A Proven Blueprint for Country-Based Global Domination of a Chosen Industry

  1. Become a leading outsourcing destination through low-cost labour.
  2. Patiently build up your cash reserve over a couple of decades.
  3. Through raw material subsidies and free loans, flood the global market with cheap, excess capacity so you become the primary source.

This is exactly how China became:

  • a global leader in solar, steel, glass, paper and auto parts,
  • the world’s largest exporter in 2009 (when it surpassed Germany),
  • the world’s second largest manufacturer in 2010 (when it overtook Japan), and
  • built up the largest foreign-exchange reserves in the world in that same year.

As per this recent post over on the HBR blogs on How Chinese Subsidies Changed the World, since 2001, when China joined the WTO, subsidies have financed over 20% of the expansion of the country’s manufacturing capacity. The state has willingly paid the price of economic inefficiency to accomplish political, social, economic, and diplomatic goals. As a result, huge Chinese subsidies have led to massive excess global capacity, increased exports, and depressed worldwide prices, and have hollowed out other countries’ industrial bases. For example, in 2000, China was a net importer of steel with 13% of world imports and 16% of global output. By 2007, after 27B of energy subsidies, it had become the world’s largest producer, consumer, and exporter of steel. It now produces 50% of the world’s steel, and with no scale economy or technological edge, still sells steel for 25% less than the U.S. or the EU.
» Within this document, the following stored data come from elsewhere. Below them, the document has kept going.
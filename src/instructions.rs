//! The instruction record as stored in instruction memory, and its
//! execution against the processor state. Decoding happened at load time,
//! so executing is one `match` over the opcode; every arm computes its
//! result first and only then commits writes and flags, which is what keeps
//! a faulting instruction from leaving half an effect behind.

use crate::error::Error;
use crate::fields::{clamp16, FlagUpdate, Opcode, Operand};
use crate::processor::{Interpreter, Step};

#[derive(Debug, Clone, PartialEq)]
pub enum Instruction {
    /// A label placeholder. Occupies a slot, does nothing at execute time.
    Label(String),
    Op { opcode: Opcode, operands: Vec<Operand> },
}

impl Instruction {
    pub fn as_asm(&self) -> String {
        match self {
            Instruction::Label(name) => format!("{}:", name),
            Instruction::Op { opcode, operands } => {
                if operands.is_empty() {
                    opcode.mnemonic().to_string()
                } else {
                    let rendered: Vec<String> = operands.iter().map(|op| op.as_asm()).collect();
                    format!("{} {}", opcode.mnemonic(), rendered.join(", "))
                }
            }
        }
    }

    pub fn execute(&self, cpu: &mut Interpreter) -> Result<Step, Error> {
        let (opcode, operands) = match self {
            Instruction::Label(_) => return Ok(Step::Next),
            Instruction::Op { opcode, operands } => (*opcode, operands.as_slice()),
        };
        match opcode {
            Opcode::Mov => {
                // A load from the keyboard port does not complete now; it
                // parks the processor in the reading state instead.
                if let Some(address) = cpu.memory_address(&operands[1]) {
                    if cpu.memory().is_keyboard_port(address) {
                        cpu.begin_read(operands[0].clone());
                        return Ok(Step::Block);
                    }
                }
                let value = cpu.eval(&operands[1])?;
                cpu.store(&operands[0], value as i64)?;
                Ok(Step::Next)
            }
            Opcode::Add => arithmetic(cpu, operands, |a, b| a + b),
            Opcode::Sub => arithmetic(cpu, operands, |a, b| a - b),
            Opcode::Mul => arithmetic(cpu, operands, |a, b| a * b),
            Opcode::Div => {
                let dividend = cpu.eval(&operands[0])? as i64;
                let divisor = cpu.eval(&operands[1])? as i64;
                if divisor == 0 {
                    return Err(Error::DivisionByZero);
                }
                // truncation toward zero, like the hardware would
                let result = clamp16(dividend / divisor);
                cpu.store(&operands[0], result as i64)?;
                FlagUpdate::result(result).apply(cpu.flags_mut());
                Ok(Step::Next)
            }
            Opcode::Cmp => {
                let a = cpu.eval(&operands[0])? as i64;
                let b = cpu.eval(&operands[1])? as i64;
                let difference = a - b;
                let update = FlagUpdate {
                    zf: Some(a == b),
                    sf: Some(difference < 0),
                    cf: Some(a < b),
                    of: Some(difference > i16::MAX as i64 || difference < i16::MIN as i64),
                };
                update.apply(cpu.flags_mut());
                Ok(Step::Next)
            }
            Opcode::Jmp
            | Opcode::Je
            | Opcode::Jne
            | Opcode::Jg
            | Opcode::Jl
            | Opcode::Jge
            | Opcode::Jle => {
                let flags = cpu.flags();
                let taken = match opcode {
                    Opcode::Jmp => true,
                    Opcode::Je => flags.zf,
                    Opcode::Jne => !flags.zf,
                    Opcode::Jg => !flags.zf && flags.sf == flags.of,
                    Opcode::Jl => flags.sf && !flags.zf,
                    Opcode::Jge => flags.sf == flags.of,
                    Opcode::Jle => flags.zf || flags.sf != flags.of,
                    _ => unreachable!(),
                };
                if taken {
                    let target = cpu.branch_target(&operands[0])?;
                    cpu.jump_to(target);
                    Ok(Step::Jump)
                } else {
                    Ok(Step::Next)
                }
            }
            Opcode::Push => {
                let value = cpu.eval(&operands[0])?;
                cpu.stack_push(value as i32);
                Ok(Step::Next)
            }
            Opcode::Pop => {
                let value = cpu.stack_pop().ok_or(Error::StackUnderflow)?;
                cpu.store(&operands[0], value as i64)?;
                Ok(Step::Next)
            }
            Opcode::Call => {
                let target = cpu.branch_target(&operands[0])?;
                let return_address = cpu.current_pc() + 1;
                cpu.stack_push(return_address);
                cpu.jump_to(target);
                Ok(Step::Jump)
            }
            Opcode::Ret => {
                let return_address = cpu.stack_pop().ok_or(Error::StackUnderflow)?;
                cpu.set_pc(return_address);
                Ok(Step::Jump)
            }
            Opcode::Not => {
                let value = cpu.eval(&operands[0])? as u16;
                cpu.store(&operands[0], (!value as i16) as i64)?;
                Ok(Step::Next)
            }
            Opcode::And => bitwise(cpu, operands, |a, b| a & b),
            Opcode::Or => bitwise(cpu, operands, |a, b| a | b),
            Opcode::Xor => bitwise(cpu, operands, |a, b| a ^ b),
            Opcode::Shl => {
                let value = cpu.eval(&operands[0])? as i64;
                let amount = cpu.eval(&operands[1])?;
                let shifted = if amount <= 0 {
                    value
                } else if amount >= 32 {
                    // far enough left that only the sign survives clamping
                    match value {
                        0 => 0,
                        v if v > 0 => i64::MAX,
                        _ => i64::MIN,
                    }
                } else {
                    value << amount
                };
                cpu.store(&operands[0], shifted)?;
                Ok(Step::Next)
            }
            Opcode::Shr => {
                // logical shift of the unsigned 16-bit view
                let value = cpu.eval(&operands[0])? as u16;
                let amount = cpu.eval(&operands[1])?;
                let shifted = if amount <= 0 {
                    value
                } else if amount >= 16 {
                    0
                } else {
                    value >> amount
                };
                cpu.store(&operands[0], (shifted as i16) as i64)?;
                Ok(Step::Next)
            }
        }
    }
}

fn arithmetic(
    cpu: &mut Interpreter,
    operands: &[Operand],
    op: impl Fn(i64, i64) -> i64,
) -> Result<Step, Error> {
    let a = cpu.eval(&operands[0])? as i64;
    let b = cpu.eval(&operands[1])? as i64;
    let result = clamp16(op(a, b));
    cpu.store(&operands[0], result as i64)?;
    FlagUpdate::result(result).apply(cpu.flags_mut());
    Ok(Step::Next)
}

fn bitwise(
    cpu: &mut Interpreter,
    operands: &[Operand],
    op: impl Fn(u16, u16) -> u16,
) -> Result<Step, Error> {
    let a = cpu.eval(&operands[0])? as u16;
    let b = cpu.eval(&operands[1])? as u16;
    cpu.store(&operands[0], (op(a, b) as i16) as i64)?;
    Ok(Step::Next)
}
This government support of private industry has helped China skyrocket to the second largest producer of GDP faster than anyone expected and will quickly propel it into the top spot. But there is hope for America. All it has to do to regain it’s glory as the largest economic superpower in the world is to:

  1. Take advantage of China’s rising wages and increasing unemployment and start promoting its “low cost labour”.
  2. Patiently wait as China, India, and other fast-growing economies follow its example and outsource everything over the next two decades, grabbing as much renminbi, rupee, and other foreign currency as it can over the next two decades.
  3. Subsidize raw material, manufacturing, and energy production like mad in key industries and begin the climb back up the GDP ladder.

At the rate things are going, China is going to overtake the US before Obama’s term is up, not in the 2020’s like everyone was originally predicting. There’s no stopping them. America’s only hope is to realize economies are often cyclical and take advantage of its next opportunity to get back on top.